Tech Specs
Six-cylinder in-line engine, single overhead camshaft, four valves per cylinder, three SU carburetors, 7983 cc (487.12 cubic inches), 250 hp at 3500 rpm.
Engine No. YX5120
Before/After
1932 Bentley
About the 1932 Bentley 8 Liter Sports Tourer
In 1930, shortly after that year’s Le Mans brought the expected Bentley victory, came an unexpected announcement. Bentley had closed its competition department. W.O. approved the decision reluctantly. The firm was in deep trouble. His board of directors had concluded that many potential customers were dissuaded from purchase because the marque’s racing prowess suggested that only one of “the Bentley Boys”- as the famed factory team was known – could drive the car properly. Thus it was ordained that the next Bentley would be a road automobile only.
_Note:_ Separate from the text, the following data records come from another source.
//! Account administration (admin only)

use axum::extract::{Path, Query, State};
use axum::http::StatusCode;
use axum::routing::get;
use axum::{Json, Router};
use serde::Deserialize;

use super::auth::{check_new_account, is_valid_email};
use super::error::{ApiError, ApiResult};
use super::extract::{AuthUser, ADMINS};
use super::{AppState, Pagination};
use crate::core::security::hash_password;
use crate::database::{NewUser, UserOps, UserRecord, UserRole, UserUpdate};

pub fn router() -> Router<AppState> {
    Router::new()
        .route("/", get(list_users).post(create_user))
        .route("/:user_id", get(get_user).put(update_user).delete(delete_user))
}

fn default_role() -> UserRole {
    UserRole::Player
}

fn default_active() -> bool {
    true
}

#[derive(Debug, Deserialize)]
pub struct AdminUserCreate {
    pub username: String,
    pub email: String,
    pub password: String,
    #[serde(default = "default_role")]
    pub role: UserRole,
    #[serde(default = "default_active")]
    pub is_active: bool,
}

fn user_not_found() -> ApiError {
    ApiError::not_found("User not found")
}

async fn list_users(
    State(state): State<AppState>,
    user: AuthUser,
    Query(page): Query<Pagination>,
) -> ApiResult<Json<Vec<UserRecord>>> {
    user.require(ADMINS)?;
    Ok(Json(state.db.list_users(page.skip, page.limit).await?))
}

async fn get_user(
    State(state): State<AppState>,
    user: AuthUser,
    Path(user_id): Path<i64>,
) -> ApiResult<Json<UserRecord>> {
    user.require(ADMINS)?;
    let record = state.db.get_user(user_id).await?.ok_or_else(user_not_found)?;
    Ok(Json(record))
}

async fn create_user(
    State(state): State<AppState>,
    user: AuthUser,
    Json(request): Json<AdminUserCreate>,
) -> ApiResult<(StatusCode, Json<UserRecord>)> {
    user.require(ADMINS)?;
    check_new_account(&state.db, &request.username, &request.email, "registered").await?;

    let created = state
        .db
        .create_user(&NewUser {
            username: request.username,
            email: request.email,
            hashed_password: hash_password(&request.password)?,
            role: request.role,
            is_active: request.is_active,
        })
        .await?;

    tracing::info!(admin = %user.username, username = %created.username, role = %created.role, "Created user");
    Ok((StatusCode::CREATED, Json(created)))
}

async fn update_user(
    State(state): State<AppState>,
    user: AuthUser,
    Path(user_id): Path<i64>,
    Json(update): Json<UserUpdate>,
) -> ApiResult<Json<UserRecord>> {
    user.require(ADMINS)?;
    state.db.get_user(user_id).await?.ok_or_else(user_not_found)?;

    if user_id == user.id {
        if update.is_active == Some(false) {
            return Err(ApiError::bad_request("Cannot deactivate your own account"));
        }
        if update.role.is_some() {
            return Err(ApiError::bad_request("Cannot change your own role"));
        }
    }

    if let Some(email) = &update.email {
        if !is_valid_email(email) {
            return Err(ApiError::bad_request("Invalid email address"));
        }
        if let Some(other) = state.db.get_user_by_email(email).await? {
            if other.id != user_id {
                return Err(ApiError::bad_request("Email already registered"));
            }
        }
    }

    let updated = state
        .db
        .update_user(user_id, &update)
        .await?
        .ok_or_else(user_not_found)?;
    Ok(Json(updated))
}

async fn delete_user(
    State(state): State<AppState>,
    user: AuthUser,
    Path(user_id): Path<i64>,
) -> ApiResult<StatusCode> {
    user.require(ADMINS)?;
    state.db.get_user(user_id).await?.ok_or_else(user_not_found)?;

    if user_id == user.id {
        return Err(ApiError::bad_request("Cannot delete your own account"));
    }

    state.db.delete_user(user_id).await?;
    tracing::info!(admin = %user.username, user_id, "Deleted user");
    Ok(StatusCode::NO_CONTENT)
}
Larger by several hundred cc’s than the Rolls-Royce Phantom II, the 8 Litre was an uncompromising luxury car. Wheelbases were either 144 or 156 inches. Chassis price was $9000. Poddering about town at 10 mph in high gear would be as easy for this new Bentley as 100+ mph in the country – even with sedan coachwork. W.O. was clearly proud of the new car. Its enthusiastic reception at the Olympia Motor Show in the fall of 1930 was among his few pleasures all year, for red ink was everywhere in the company ledgers. The board’s decision to introduce a cheaper companion model to compete with the 20/25 Rolls was a disaster. W.O. would have nothing to do with it. By the summer of 1931 Bentley Motors was in receivership. Shortly thereafter Bentley Motors belonged to Rolls-Royce.
As a swansong, the 8 Litre was superb, the car on display especially so. Most of the 100 8 Litres produced carried formal coachwork on the long wheelbase chassis; this one originally carried a Gurney Nutting saloon on the 13 foot chassis. It was shortened in the 1930s and rebodied by the North London firm of Corsica Coachworks, one of two very special Corsica-bodied 8-Litres. Not only does this Bentley have a sporting Corsica body on the short chassis, it was one of the few 8-Litres with speed-enhancing modifications by L.C. McKenzie, high priest of Bentley tuners. In 1950 another McKenzie-tuned 8-Litre covered an officially timed flying mile on the Jabbeke-Ostend highway in Belgium at 134.75mph – which was a new record. At 20 years of age, that 8-Litre was the world’s fastest sports car. That was W.O.’s kind of Bentley.